Dr Ng, however, said the ministry was not in charge of the alert system and that such a system was related to enforcement work.

Her ministry, she said, was more involved in awareness and advocacy work.

So does this mean that the initiative is not under the ministry anymore?

“I won’t say it’s not under me, but to start the process, it should be inter-agency. It’s not an easy matter,”she said.

“But there is a section in the CPP that suggests that an early warning alert system for missing children should be developed, but with input from government agencies, non-governmental organisations, academicians and, more importantly, the police.”

Madeleine Yong, director of P.S. the Children, said she was not surprised at the state of affairs.

“Looking at the trends over the past years in child rape and murder issues, we have too many suggestions that are knee-jerk reactions.

“We have too many programmes or services created that are ad-hoc.

“We need to have a lot more discussions and strategic planning for this system to be implemented effectively,” said Yong.

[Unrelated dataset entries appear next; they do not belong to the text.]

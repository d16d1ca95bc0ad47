//! Static file responses.
//!
//! # Responsibilities
//! - Map a request path onto the public root
//! - Refuse private (`_`-prefixed) files and anything outside the root
//! - Serve binaries byte for byte and deflate everything else
//!
//! # Design Decisions
//! - The root and the candidate are both canonicalized, so symlinks cannot
//!   lead outside the root
//! - A missing file and an unsafe path look the same to the client (404)

use std::ffi::OsStr;
use std::fs;
use std::io::ErrorKind;
use std::path::{Path, PathBuf};

use axum::body::Body;
use axum::http::{header, HeaderValue, Method, StatusCode};
use axum::response::Response;
use percent_encoding::percent_decode_str;

use crate::http::response;
use crate::routing::target::RequestTarget;

/// Extensions whose content is already compressed.
const PRECOMPRESSED: &[&str] = &[
    "png", "jpg", "jpeg", "jpe", "gif", "ico", "tif", "tiff", "webp", "flv", "woff", "woff2",
    "gz", "zip",
];

/// Content type of a file and whether it is served as is.
#[derive(Debug, Clone, PartialEq, Eq)]
pub struct MimeClass {
    pub content_type: String,
    pub precompressed: bool,
}

/// Classify a file by extension.
pub fn classify(path: &Path) -> MimeClass {
    let ext = path
        .extension()
        .and_then(OsStr::to_str)
        .map(str::to_ascii_lowercase)
        .unwrap_or_default();
    let guess = mime_guess::from_ext(&ext).first_or_octet_stream();

    let textual = guess.type_().as_str() == "text"
        || matches!(
            guess.essence_str(),
            "application/javascript" | "application/json" | "application/xml"
        );
    let content_type = if textual {
        format!("{}; charset=utf-8", guess.essence_str())
    } else {
        guess.essence_str().to_string()
    };

    MimeClass {
        content_type,
        precompressed: PRECOMPRESSED.contains(&ext.as_str()),
    }
}

/// Files under one public root.
#[derive(Debug, Clone)]
pub struct StaticFiles {
    root: PathBuf,
}

impl StaticFiles {
    pub fn new(root: impl Into<PathBuf>) -> Self {
        Self { root: root.into() }
    }

    pub fn root(&self) -> &Path {
        &self.root
    }

    /// Respond to a GET or HEAD for `target`.
    pub fn serve(&self, method: &Method, target: &RequestTarget) -> Response {
        let Some(path) = self.candidate(target.path()) else {
            return response::not_found(target.as_str());
        };
        let Some(path) = self.confine(&path) else {
            tracing::debug!(target = %target.as_str(), "Refusing path outside public root");
            return response::not_found(target.as_str());
        };

        let class = classify(&path);
        let head = method == Method::HEAD;

        let result = if class.precompressed {
            binary(&path, &class, head)
        } else {
            text(&path, &class, head)
        };

        match result {
            Ok(response) => response,
            Err(e) if e.kind() == ErrorKind::NotFound => response::not_found(target.as_str()),
            Err(e) => {
                tracing::error!(path = %path.display(), error = %e, "Failed to read static file");
                response::server_error(&e.to_string())
            }
        }
    }

    /// Filesystem path for a URL path, or `None` for private or malformed
    /// paths.
    fn candidate(&self, url_path: &str) -> Option<PathBuf> {
        let mut segments = Vec::new();
        for raw in url_path.split('/').filter(|s| !s.is_empty()) {
            let segment = percent_decode_str(raw).decode_utf8().ok()?;
            if segment == ".." || segment.contains(['/', '\\', '\0']) {
                return None;
            }
            segments.push(segment.into_owned());
        }

        let directory = url_path.ends_with('/');
        if !directory {
            if let Some(last) = segments.last() {
                if last.starts_with('_') {
                    return None;
                }
            }
        }

        let mut path = self.root.clone();
        path.extend(&segments);
        if directory {
            path.push("index.html");
        }
        Some(path)
    }

    /// Canonical form of `path` if it stays inside the canonical root.
    fn confine(&self, path: &Path) -> Option<PathBuf> {
        let root = fs::canonicalize(&self.root).ok()?;
        let path = fs::canonicalize(path).ok()?;
        if path.starts_with(&root) && path.is_file() {
            Some(path)
        } else {
            None
        }
    }
}

fn binary(path: &Path, class: &MimeClass, head: bool) -> std::io::Result<Response> {
    if head {
        let size = fs::metadata(path)?.len();
        return Ok(file_response(class, size, None, Body::empty()));
    }
    let bytes = fs::read(path)?;
    let size = bytes.len() as u64;
    Ok(file_response(class, size, None, Body::from(bytes)))
}

fn text(path: &Path, class: &MimeClass, head: bool) -> std::io::Result<Response> {
    let bytes = fs::read(path)?;
    if bytes.is_empty() {
        return Ok(file_response(class, 0, None, Body::empty()));
    }

    let compressed = response::deflate(&bytes)?;
    let size = compressed.len() as u64;
    let body = if head { Body::empty() } else { Body::from(compressed) };
    Ok(file_response(class, size, Some(response::DEFLATE), body))
}

fn file_response(class: &MimeClass, size: u64, encoding: Option<&'static str>, body: Body) -> Response {
    let mut response = Response::new(body);
    *response.status_mut() = StatusCode::OK;

    let headers = response.headers_mut();
    if let Ok(value) = HeaderValue::from_str(&class.content_type) {
        headers.insert(header::CONTENT_TYPE, value);
    }
    headers.insert(header::CONTENT_LENGTH, HeaderValue::from(size));
    if let Some(encoding) = encoding {
        headers.insert(header::CONTENT_ENCODING, HeaderValue::from_static(encoding));
    }
    response
}

#[cfg(test)]
mod tests {
    use super::*;

    #[test]
    fn test_classify() {
        let html = classify(Path::new("index.HTML"));
        assert_eq!(html.content_type, "text/html; charset=utf-8");
        assert!(!html.precompressed);

        let png = classify(Path::new("logo.png"));
        assert_eq!(png.content_type, "image/png");
        assert!(png.precompressed);

        let json = classify(Path::new("data.json"));
        assert_eq!(json.content_type, "application/json; charset=utf-8");

        let unknown = classify(Path::new("blob"));
        assert_eq!(unknown.content_type, "application/octet-stream");
        assert!(!unknown.precompressed);
    }

    #[test]
    fn test_candidate_paths() {
        let files = StaticFiles::new("/srv/www");
        assert_eq!(files.candidate("/"), Some(PathBuf::from("/srv/www/index.html")));
        assert_eq!(
            files.candidate("/docs/"),
            Some(PathBuf::from("/srv/www/docs/index.html"))
        );
        assert_eq!(
            files.candidate("/a%20b.txt"),
            Some(PathBuf::from("/srv/www/a b.txt"))
        );
        assert_eq!(files.candidate("/_partial.html"), None);
        assert_eq!(files.candidate("/dir/_nav.html"), None);
        assert_eq!(files.candidate("/a%2Fb"), None);
        assert_eq!(files.candidate("/%2e%2e"), None);
        // Underscore directories are only private as the final segment.
        assert!(files.candidate("/_drafts/").is_some());
    }
}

“The entire system should be framed around the primary objective — to promote the wellbeing of children — rather than to meet the requirements of organisations or departments,” she added.

For Nurin Alert to be realised, there must be teamwork between the lawmakers, the Women, Dr Ng’s ministry, non-governmental organisations that deal with children, the media, law enforcement officers, social workers, hospitals and the entire community.

The Amber Alert system, Yong said, had a series of strategies to support the authorities and communities to increase the likelihood that abducted children would be recovered swiftly and safely.

One important lesson learned by Amber Alert implementers, she said, was that while it was an outstanding tool, it was ultimately only a tool to help in law enforcement.

“Training and having an investigative plan or strategy are the most important components.

“We need to start with these steps.

“We can have good ideas but the implementation, monitoring and sustainability of a programme or system needs a lot more effort.”

“So am I surprised Nurin Alert didn’t take off? Absolutely not.”